Der Prophet Jeremia schreibt einmal:

Segen für den Menschen,
der auf den Herrn vertraut
und dessen Zuversicht der Herr ist!
Er gleicht einem Baum,
der am Wasser gepflanzt ist.
Seine Wurzeln streckt er hin zum Bach.
Vor der Hitze fürchtet er sich nicht,
seine Blätter bleiben grün.
Selbst ein trockenes Jahr macht ihm nichts aus,
und er hört nicht auf, Frucht zu bringen.


Jeremia 17. 4-8 (BasisBibel)

Ja, auf Gott zu vertrauen, das kann Verlässlichkeit geben und Beständigkeit.

In Gott verwurzelt sein, sozusagen. Wie ein Baum.

Dieser Baum, der steht nicht irgendwo.

Er ist nahe am Wasser verwurzelt.

Ihnen brauche ich nichts zu erzählen darüber, wie wichtig Wurzeln sind.

Aber – was mit Ihren Wurzeln?

Was verwurzelt Sie im Leben?

Was gibt Ihrem Leben Halt?

Es kann die Familie sein, die Gemeinschaft hier in der Schule, die Kolleginnen und Kollegen im Betrieb. Der Verein. Die Feuerwehr. Manche Menschen sind tief verwurzelt in ihrem Ort, in der Gemeinschaft.

Jeremia sagt: Die tiefsten Wurzeln, das ist das Vertrauen auf Gott.

Manchmal, da werden diese Wurzeln arg beansprucht.

Stürme und Unwetter machen dem Baum zu schaffen.

Alles gerät durcheinander.

Das ganze Leben steht in Frage.

Verlust, Angst, Trauer.

Wer tief verwurzelt ist in seinem Leben, der kann bestehen. Sagt Jeremia.

Mag sein, dass der Baum ein wenig zerzaust ist,

aber er übersteht das Unwetter genauso wie die Hitze.

Zu unseren Wurzeln gehört auch die Erinnerung an die, die uns verlassen haben.

Eine solche Erinnerung ist gerade ganz stark in vielen von Ihnen.

Sie darf und soll ein Teil Ihres Lebens bleiben.

Genau wie all die, die Sie geprägt haben, und die schon gegangen sind.

Starke Wurzeln helfen, auch in der Trauer.

Sie zeigen: Ich weiß, wo ich hingehöre. Ich bin verbunden mit denen, die vor mir waren, die ein Stück Weg mit mir gegangen sind.

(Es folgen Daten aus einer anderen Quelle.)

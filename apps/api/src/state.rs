use std::sync::Arc;

use crate::auth::TokenKeys;
use crate::config::Config;
use crate::store::PortalStore;

/// Shared application state injected into all route handlers via Axum extractors.
#[derive(Clone)]
pub struct AppState {
    /// Pluggable record store. `PgStore` in production, `MemoryStore` for
    /// tests and `STORAGE_BACKEND=memory`.
    pub store: Arc<dyn PortalStore>,
    pub tokens: Arc<TokenKeys>,
}

impl AppState {
    pub fn new(store: Arc<dyn PortalStore>, config: &Config) -> Self {
        AppState {
            store,
            tokens: Arc::new(TokenKeys::new(&config.jwt_secret, config.jwt_ttl_hours)),
        }
    }
}
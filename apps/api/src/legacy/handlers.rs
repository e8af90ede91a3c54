use axum::extract::State;
use chrono::Utc;
use serde::Serialize;
use tracing::{info, warn};

use crate::auth::AuthUser;
use crate::errors::AppError;
use crate::extract::Json;
use crate::legacy::audit::{audit_snapshot, AuditReport};
use crate::legacy::import::convert_resumes;
use crate::legacy::snapshot::{parse_snapshot, SnapshotRequest, SnapshotWarning};
use crate::models::resume::Resume;
use crate::state::AppState;

#[derive(Serialize)]
pub struct ImportResponse {
    pub imported: usize,
    pub resumes: Vec<Resume>,
    pub warnings: Vec<SnapshotWarning>,
}

/// POST /api/v1/legacy/audit
pub async fn handle_audit(Json(req): Json<SnapshotRequest>) -> Json<AuditReport> {
    let report = audit_snapshot(parse_snapshot(&req));
    if !report.clean {
        warn!(
            warnings = report.warnings.len(),
            drift = report.counter_drift.len(),
            dangling = report.dangling_references.len(),
            duplicates = report.duplicate_ids.len(),
            "Legacy snapshot has inconsistencies"
        );
    }
    Json(report)
}

/// POST /api/v1/legacy/import-resumes
///
/// Only `savedResumes` is read; other keys are ignored.
pub async fn handle_import_resumes(
    State(state): State<AppState>,
    user: AuthUser,
    Json(req): Json<SnapshotRequest>,
) -> Result<Json<ImportResponse>, AppError> {
    let owner_id = user.require_job_seeker()?;
    let req = SnapshotRequest {
        saved_resumes: req.saved_resumes,
        ..Default::default()
    };
    let parsed = parse_snapshot(&req);
    let mut warnings: Vec<SnapshotWarning> = parsed
        .warnings
        .into_iter()
        .filter(|w| w.key == "savedResumes")
        .collect();

    let resumes = convert_resumes(parsed.resumes, owner_id, Utc::now(), &mut warnings);
    if !resumes.is_empty() {
        state.store.insert_resumes(&resumes).await?;
    }
    for w in &warnings {
        warn!(key = w.key, "Legacy import: {}", w.message);
    }

    info!(user_id = %owner_id, imported = resumes.len(), "Legacy resumes imported");
    Ok(Json(ImportResponse {
        imported: resumes.len(),
        resumes,
        warnings,
    }))
}
use axum::{body::Bytes, extract::State, http::StatusCode};
use chrono::{DateTime, Utc};
use serde::{Deserialize, Serialize};
use tracing::info;
use uuid::Uuid;

use crate::applications::apply::{
    apply_activities, apply_mode, build_application, resolve_resume, ApplyMode,
};
use crate::auth::AuthUser;
use crate::errors::AppError;
use crate::extract::{Json, Path};
use crate::models::activity::Activity;
use crate::models::application::{Application, ApplicationStatus};
use crate::models::job::Job;
use crate::state::AppState;

#[derive(Debug, Default, Deserialize)]
pub struct ApplyRequest {
    pub resume_id: Option<Uuid>,
}

#[derive(Debug, Deserialize)]
pub struct StatusUpdate {
    pub status: String,
}

#[derive(Serialize)]
pub struct ResumeChoice {
    pub id: Uuid,
    pub name: String,
    pub template: String,
    pub last_modified: DateTime<Utc>,
}

#[derive(Serialize)]
pub struct ApplyOptionsResponse {
    pub mode: ApplyMode,
    pub resumes: Vec<ResumeChoice>,
    pub already_applied: bool,
    pub deadline_passed: bool,
}

async fn load_job(state: &AppState, id: Uuid) -> Result<Job, AppError> {
    state
        .store
        .get_job(id)
        .await?
        .ok_or_else(|| AppError::NotFound(format!("Job {id} not found")))
}

/// GET /api/v1/jobs/:id/apply-options
pub async fn handle_apply_options(
    State(state): State<AppState>,
    Path(job_id): Path<Uuid>,
    user: AuthUser,
) -> Result<Json<ApplyOptionsResponse>, AppError> {
    let seeker_id = user.require_job_seeker()?;
    let job = load_job(&state, job_id).await?;

    let resumes = state.store.list_resumes(seeker_id).await?;
    let already_applied = state
        .store
        .applications_for_seeker(seeker_id)
        .await?
        .iter()
        .any(|a| a.job_id == job.id);

    Ok(Json(ApplyOptionsResponse {
        mode: apply_mode(resumes.len()),
        resumes: resumes
            .into_iter()
            .map(|r| ResumeChoice {
                id: r.id,
                name: r.name,
                template: r.template,
                last_modified: r.last_modified,
            })
            .collect(),
        already_applied,
        deadline_passed: job.deadline_passed(Utc::now().date_naive()),
    }))
}

/// An empty body means no explicit selection. Anything else must be a valid
/// `ApplyRequest`.
fn parse_apply_body(body: &[u8]) -> Result<ApplyRequest, AppError> {
    if body.iter().all(u8::is_ascii_whitespace) {
        return Ok(ApplyRequest::default());
    }
    serde_json::from_slice(body)
        .map_err(|e| AppError::Validation(format!("Invalid apply request: {e}")))
}

/// POST /api/v1/jobs/:id/apply
///
/// The body is optional; without a `resume_id` the seeker's only resume is
/// used.
pub async fn handle_apply(
    State(state): State<AppState>,
    Path(job_id): Path<Uuid>,
    user: AuthUser,
    body: Bytes,
) -> Result<(StatusCode, Json<Application>), AppError> {
    let seeker_id = user.require_job_seeker()?;
    let requested = parse_apply_body(&body)?.resume_id;

    let job = load_job(&state, job_id).await?;
    let now = Utc::now();
    if job.deadline_passed(now.date_naive()) {
        return Err(AppError::UnprocessableEntity(
            "The application deadline for this job has passed".to_string(),
        ));
    }

    let resumes = state.store.list_resumes(seeker_id).await?;
    let resume = resolve_resume(&resumes, requested)?;

    let seeker = state
        .store
        .get_job_seeker(seeker_id)
        .await?
        .ok_or_else(|| AppError::unauthorized("Account no longer exists"))?;

    let application = build_application(&job, seeker_id, resume, now);
    let activities = apply_activities(&job, seeker_id, &seeker.full_name);
    state
        .store
        .record_application(&application, &activities)
        .await?;

    info!(
        application_id = %application.id,
        job_id = %job.id,
        resume_id = %resume.id,
        "Application submitted"
    );
    Ok((StatusCode::CREATED, Json(application)))
}

/// GET /api/v1/applications
pub async fn handle_my_applications(
    State(state): State<AppState>,
    user: AuthUser,
) -> Result<Json<Vec<Application>>, AppError> {
    let seeker_id = user.require_job_seeker()?;
    Ok(Json(state.store.applications_for_seeker(seeker_id).await?))
}

/// GET /api/v1/jobs/:id/applications
pub async fn handle_job_applications(
    State(state): State<AppState>,
    Path(job_id): Path<Uuid>,
    user: AuthUser,
) -> Result<Json<Vec<Application>>, AppError> {
    let recruiter_id = user.require_recruiter()?;
    let job = load_job(&state, job_id).await?;
    if job.posted_by != recruiter_id {
        return Err(AppError::Forbidden);
    }
    Ok(Json(state.store.applications_for_job(job.id).await?))
}

/// PATCH /api/v1/applications/:id/status
pub async fn handle_update_status(
    State(state): State<AppState>,
    Path(id): Path<Uuid>,
    user: AuthUser,
    Json(req): Json<StatusUpdate>,
) -> Result<Json<Application>, AppError> {
    let recruiter_id = user.require_recruiter()?;
    let status: ApplicationStatus = req.status.parse().map_err(AppError::Validation)?;

    let application = state
        .store
        .get_application(id)
        .await?
        .ok_or_else(|| AppError::NotFound(format!("Application {id} not found")))?;
    let job = load_job(&state, application.job_id).await?;
    if job.posted_by != recruiter_id {
        return Err(AppError::Forbidden);
    }

    let activity = Activity::by(
        application.job_seeker_id,
        job.company.clone(),
        format!("Your application for {} is now {}", job.title, status),
    );
    let updated = state
        .store
        .set_application_status(id, status, &activity)
        .await?
        .ok_or_else(|| AppError::NotFound(format!("Application {id} not found")))?;

    info!(application_id = %id, status = %status, "Application status changed");
    Ok(Json(updated))
}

Aber heute, heute beginnt trotz allem ein neuer Abschnitt für Sie.

Es geht um Entwicklung. Um Zukunft. Um neue Räume, neue Ideen, neue Wege.

Wer feste Wurzeln hat und sich ihrer bewusst ist, der kann dann auch weiter wachsen. Heute geht’s nicht nur um Wurzeln, sondern ums neue Äste treiben lassen. Um die Weite.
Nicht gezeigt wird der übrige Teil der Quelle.